Stored data:
━━━━━━
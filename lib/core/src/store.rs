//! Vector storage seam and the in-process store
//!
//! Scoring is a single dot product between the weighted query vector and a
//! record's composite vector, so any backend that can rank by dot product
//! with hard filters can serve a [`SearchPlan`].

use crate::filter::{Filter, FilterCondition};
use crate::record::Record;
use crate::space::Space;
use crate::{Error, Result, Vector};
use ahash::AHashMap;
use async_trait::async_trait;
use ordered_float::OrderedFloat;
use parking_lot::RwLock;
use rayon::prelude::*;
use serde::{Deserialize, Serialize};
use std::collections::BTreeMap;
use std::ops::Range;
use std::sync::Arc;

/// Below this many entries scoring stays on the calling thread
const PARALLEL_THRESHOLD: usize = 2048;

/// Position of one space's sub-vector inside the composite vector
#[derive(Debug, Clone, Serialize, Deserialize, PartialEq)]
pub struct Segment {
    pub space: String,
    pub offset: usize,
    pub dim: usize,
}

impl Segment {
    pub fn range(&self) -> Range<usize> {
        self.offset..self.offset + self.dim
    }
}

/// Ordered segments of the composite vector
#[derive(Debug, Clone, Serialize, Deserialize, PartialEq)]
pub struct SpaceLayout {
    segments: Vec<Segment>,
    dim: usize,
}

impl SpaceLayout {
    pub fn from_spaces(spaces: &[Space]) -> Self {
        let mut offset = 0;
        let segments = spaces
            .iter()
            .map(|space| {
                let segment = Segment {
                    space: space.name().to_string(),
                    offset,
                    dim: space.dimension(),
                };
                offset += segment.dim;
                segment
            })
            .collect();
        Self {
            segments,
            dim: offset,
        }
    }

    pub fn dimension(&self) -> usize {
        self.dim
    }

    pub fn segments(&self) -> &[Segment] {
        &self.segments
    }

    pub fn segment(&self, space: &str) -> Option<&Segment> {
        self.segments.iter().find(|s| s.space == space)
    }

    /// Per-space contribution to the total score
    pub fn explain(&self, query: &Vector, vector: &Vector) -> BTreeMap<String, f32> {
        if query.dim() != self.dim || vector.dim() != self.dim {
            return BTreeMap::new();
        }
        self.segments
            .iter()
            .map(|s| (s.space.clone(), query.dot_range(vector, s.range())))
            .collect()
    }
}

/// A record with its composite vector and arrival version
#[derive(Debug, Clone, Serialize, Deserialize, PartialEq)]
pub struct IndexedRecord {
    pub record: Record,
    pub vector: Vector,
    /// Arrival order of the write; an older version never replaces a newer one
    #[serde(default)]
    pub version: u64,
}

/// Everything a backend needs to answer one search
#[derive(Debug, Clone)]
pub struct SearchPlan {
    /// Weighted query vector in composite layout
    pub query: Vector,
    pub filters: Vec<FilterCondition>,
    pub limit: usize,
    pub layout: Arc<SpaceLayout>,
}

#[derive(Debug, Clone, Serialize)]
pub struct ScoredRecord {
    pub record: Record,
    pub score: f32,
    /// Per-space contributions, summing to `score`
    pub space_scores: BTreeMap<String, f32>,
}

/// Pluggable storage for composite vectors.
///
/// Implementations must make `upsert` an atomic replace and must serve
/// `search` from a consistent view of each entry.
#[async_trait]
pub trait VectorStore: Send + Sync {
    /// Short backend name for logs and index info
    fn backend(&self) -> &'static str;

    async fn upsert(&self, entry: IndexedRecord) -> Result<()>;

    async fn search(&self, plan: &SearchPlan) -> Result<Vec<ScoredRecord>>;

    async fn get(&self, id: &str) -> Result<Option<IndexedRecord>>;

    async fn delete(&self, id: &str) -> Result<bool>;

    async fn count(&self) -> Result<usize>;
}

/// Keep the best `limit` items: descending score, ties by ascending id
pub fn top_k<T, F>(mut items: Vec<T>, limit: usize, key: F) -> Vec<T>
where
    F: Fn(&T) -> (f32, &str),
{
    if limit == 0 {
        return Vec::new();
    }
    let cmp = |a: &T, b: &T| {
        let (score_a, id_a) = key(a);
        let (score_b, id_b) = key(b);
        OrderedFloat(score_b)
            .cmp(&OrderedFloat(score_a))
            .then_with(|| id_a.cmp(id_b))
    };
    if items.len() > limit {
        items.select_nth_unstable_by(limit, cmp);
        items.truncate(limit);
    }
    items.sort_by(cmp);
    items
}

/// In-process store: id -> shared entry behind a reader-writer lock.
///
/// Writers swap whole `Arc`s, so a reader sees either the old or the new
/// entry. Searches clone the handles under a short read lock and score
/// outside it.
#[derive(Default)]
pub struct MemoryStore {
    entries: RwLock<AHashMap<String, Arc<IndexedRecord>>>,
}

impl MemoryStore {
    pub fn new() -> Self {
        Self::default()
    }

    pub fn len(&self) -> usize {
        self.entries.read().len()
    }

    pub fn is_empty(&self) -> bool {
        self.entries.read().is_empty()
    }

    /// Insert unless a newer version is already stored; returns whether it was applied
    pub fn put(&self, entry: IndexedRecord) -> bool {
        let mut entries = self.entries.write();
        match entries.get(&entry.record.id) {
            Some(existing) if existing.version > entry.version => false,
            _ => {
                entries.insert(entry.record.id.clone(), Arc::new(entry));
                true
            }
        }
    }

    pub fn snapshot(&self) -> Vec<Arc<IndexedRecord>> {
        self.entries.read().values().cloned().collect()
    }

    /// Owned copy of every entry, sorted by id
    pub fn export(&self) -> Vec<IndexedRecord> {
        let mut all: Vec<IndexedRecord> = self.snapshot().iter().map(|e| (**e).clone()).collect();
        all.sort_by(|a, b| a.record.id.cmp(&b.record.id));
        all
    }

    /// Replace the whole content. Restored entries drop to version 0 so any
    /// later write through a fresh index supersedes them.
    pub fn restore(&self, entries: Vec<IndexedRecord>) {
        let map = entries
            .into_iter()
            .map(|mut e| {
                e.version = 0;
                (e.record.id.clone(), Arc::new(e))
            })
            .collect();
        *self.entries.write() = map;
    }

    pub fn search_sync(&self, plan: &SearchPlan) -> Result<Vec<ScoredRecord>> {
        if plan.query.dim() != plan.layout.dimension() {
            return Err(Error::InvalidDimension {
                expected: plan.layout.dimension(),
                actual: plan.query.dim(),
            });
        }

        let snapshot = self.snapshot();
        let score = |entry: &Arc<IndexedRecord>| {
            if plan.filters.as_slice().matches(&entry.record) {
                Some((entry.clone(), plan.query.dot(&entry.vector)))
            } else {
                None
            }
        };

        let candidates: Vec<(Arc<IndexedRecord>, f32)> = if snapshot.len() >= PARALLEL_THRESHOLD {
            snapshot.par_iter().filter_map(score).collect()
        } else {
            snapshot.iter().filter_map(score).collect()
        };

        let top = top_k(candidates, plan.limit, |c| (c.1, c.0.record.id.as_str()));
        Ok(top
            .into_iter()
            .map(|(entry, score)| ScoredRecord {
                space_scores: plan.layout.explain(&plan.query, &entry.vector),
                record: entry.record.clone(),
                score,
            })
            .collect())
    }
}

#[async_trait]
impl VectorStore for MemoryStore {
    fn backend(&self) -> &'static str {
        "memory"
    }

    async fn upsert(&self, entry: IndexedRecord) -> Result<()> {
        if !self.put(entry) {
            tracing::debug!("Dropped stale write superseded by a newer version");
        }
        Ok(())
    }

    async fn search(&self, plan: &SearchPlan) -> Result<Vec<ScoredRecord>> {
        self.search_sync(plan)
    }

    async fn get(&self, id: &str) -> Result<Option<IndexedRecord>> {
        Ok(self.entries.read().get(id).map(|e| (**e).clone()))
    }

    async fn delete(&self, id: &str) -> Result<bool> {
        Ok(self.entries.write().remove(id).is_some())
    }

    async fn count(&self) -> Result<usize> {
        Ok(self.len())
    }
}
━━━━━━
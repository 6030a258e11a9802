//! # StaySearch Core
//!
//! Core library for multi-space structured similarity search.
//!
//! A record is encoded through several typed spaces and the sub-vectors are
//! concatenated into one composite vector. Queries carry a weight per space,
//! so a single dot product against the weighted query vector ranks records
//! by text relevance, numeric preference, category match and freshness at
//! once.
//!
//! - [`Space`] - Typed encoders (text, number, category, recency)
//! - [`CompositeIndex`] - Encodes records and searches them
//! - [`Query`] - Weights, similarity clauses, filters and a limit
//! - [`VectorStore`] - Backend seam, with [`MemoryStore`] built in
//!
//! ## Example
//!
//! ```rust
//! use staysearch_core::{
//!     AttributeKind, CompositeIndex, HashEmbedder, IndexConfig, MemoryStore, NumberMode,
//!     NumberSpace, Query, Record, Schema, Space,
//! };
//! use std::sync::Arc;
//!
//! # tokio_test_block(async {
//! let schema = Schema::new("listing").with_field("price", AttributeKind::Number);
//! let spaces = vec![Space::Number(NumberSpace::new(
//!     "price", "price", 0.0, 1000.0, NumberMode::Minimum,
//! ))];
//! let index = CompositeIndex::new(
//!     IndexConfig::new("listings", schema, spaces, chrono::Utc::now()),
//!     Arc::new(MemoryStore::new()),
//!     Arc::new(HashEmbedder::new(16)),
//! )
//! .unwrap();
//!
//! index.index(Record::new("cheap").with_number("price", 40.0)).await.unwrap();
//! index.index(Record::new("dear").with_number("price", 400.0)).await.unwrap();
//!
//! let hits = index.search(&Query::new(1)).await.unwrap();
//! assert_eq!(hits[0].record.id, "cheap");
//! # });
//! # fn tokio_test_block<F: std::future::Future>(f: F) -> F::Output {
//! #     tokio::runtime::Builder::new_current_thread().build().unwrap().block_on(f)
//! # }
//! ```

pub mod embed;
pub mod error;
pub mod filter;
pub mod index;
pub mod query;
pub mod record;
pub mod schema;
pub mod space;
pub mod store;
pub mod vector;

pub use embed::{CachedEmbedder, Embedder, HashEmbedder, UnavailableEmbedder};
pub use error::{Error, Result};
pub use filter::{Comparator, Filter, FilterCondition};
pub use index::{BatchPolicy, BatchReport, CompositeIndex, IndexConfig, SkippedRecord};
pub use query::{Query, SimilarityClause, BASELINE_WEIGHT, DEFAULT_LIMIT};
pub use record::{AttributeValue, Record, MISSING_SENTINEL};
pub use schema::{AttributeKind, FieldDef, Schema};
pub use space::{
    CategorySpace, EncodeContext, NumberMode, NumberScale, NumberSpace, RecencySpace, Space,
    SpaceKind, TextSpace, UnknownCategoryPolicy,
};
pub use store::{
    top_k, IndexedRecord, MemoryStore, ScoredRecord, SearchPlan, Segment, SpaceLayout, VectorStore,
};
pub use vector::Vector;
━━━━━━
* _Work instructions_
Copy, exactly and only, the lines above that begin with the one containing "let mut entries" and finish with the one containing "pub fn export(&self)".

* _Answer for the task_
        let mut entries = self.entries.write();
        match entries.get(&entry.record.id) {
            Some(existing) if existing.version > entry.version => false,
            _ => {
                entries.insert(entry.record.id.clone(), Arc::new(entry));
                true
            }
        }
    }

    pub fn snapshot(&self) -> Vec<Arc<IndexedRecord>> {
        self.entries.read().values().cloned().collect()
    }

    /// Owned copy of every entry, sorted by id
    pub fn export(&self) -> Vec<IndexedRecord> {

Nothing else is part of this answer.